/---

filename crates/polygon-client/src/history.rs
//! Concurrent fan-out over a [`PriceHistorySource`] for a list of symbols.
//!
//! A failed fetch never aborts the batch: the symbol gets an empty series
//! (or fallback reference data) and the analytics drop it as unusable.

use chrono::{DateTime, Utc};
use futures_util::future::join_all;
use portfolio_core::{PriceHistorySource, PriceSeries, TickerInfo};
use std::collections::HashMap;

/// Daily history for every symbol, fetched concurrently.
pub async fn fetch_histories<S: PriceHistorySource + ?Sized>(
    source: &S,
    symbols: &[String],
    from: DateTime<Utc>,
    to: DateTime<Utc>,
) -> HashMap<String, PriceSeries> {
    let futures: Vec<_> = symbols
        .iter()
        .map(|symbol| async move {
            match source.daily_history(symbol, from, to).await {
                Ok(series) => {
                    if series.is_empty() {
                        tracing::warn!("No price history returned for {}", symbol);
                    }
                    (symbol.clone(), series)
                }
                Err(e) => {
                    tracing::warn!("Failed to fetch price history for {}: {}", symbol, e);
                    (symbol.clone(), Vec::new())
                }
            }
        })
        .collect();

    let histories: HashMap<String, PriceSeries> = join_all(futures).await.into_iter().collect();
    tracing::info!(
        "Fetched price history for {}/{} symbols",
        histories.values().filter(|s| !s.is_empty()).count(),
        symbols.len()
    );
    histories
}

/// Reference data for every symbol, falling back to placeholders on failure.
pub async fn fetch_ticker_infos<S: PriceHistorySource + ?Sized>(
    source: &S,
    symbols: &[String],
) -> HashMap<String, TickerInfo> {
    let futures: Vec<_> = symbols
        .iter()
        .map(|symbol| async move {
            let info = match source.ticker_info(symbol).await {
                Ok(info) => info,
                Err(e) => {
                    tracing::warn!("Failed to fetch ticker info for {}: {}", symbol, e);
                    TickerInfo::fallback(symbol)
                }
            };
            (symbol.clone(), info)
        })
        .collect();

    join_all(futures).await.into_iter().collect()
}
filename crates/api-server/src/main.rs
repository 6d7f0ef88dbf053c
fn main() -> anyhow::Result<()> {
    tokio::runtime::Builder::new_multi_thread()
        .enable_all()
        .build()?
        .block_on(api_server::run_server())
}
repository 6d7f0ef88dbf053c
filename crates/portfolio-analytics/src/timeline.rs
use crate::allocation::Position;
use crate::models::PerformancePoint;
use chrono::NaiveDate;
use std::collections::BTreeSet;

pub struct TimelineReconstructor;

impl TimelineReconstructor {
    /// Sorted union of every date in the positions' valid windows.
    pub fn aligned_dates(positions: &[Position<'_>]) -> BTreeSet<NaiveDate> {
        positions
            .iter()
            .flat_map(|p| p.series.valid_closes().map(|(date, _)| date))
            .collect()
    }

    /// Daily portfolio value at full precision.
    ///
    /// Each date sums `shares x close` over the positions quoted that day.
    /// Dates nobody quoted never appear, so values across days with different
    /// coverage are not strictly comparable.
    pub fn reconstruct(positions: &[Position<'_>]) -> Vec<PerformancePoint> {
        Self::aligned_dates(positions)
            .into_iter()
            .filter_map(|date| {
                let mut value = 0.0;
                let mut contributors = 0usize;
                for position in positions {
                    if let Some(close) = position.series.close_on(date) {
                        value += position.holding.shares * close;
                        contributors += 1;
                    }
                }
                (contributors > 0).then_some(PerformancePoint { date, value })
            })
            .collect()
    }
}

\---

(Task requirements): Copy every line in the entries above that has the string "TimelineReconstructor" in it.

(Task result):
pub struct TimelineReconstructor;
impl TimelineReconstructor {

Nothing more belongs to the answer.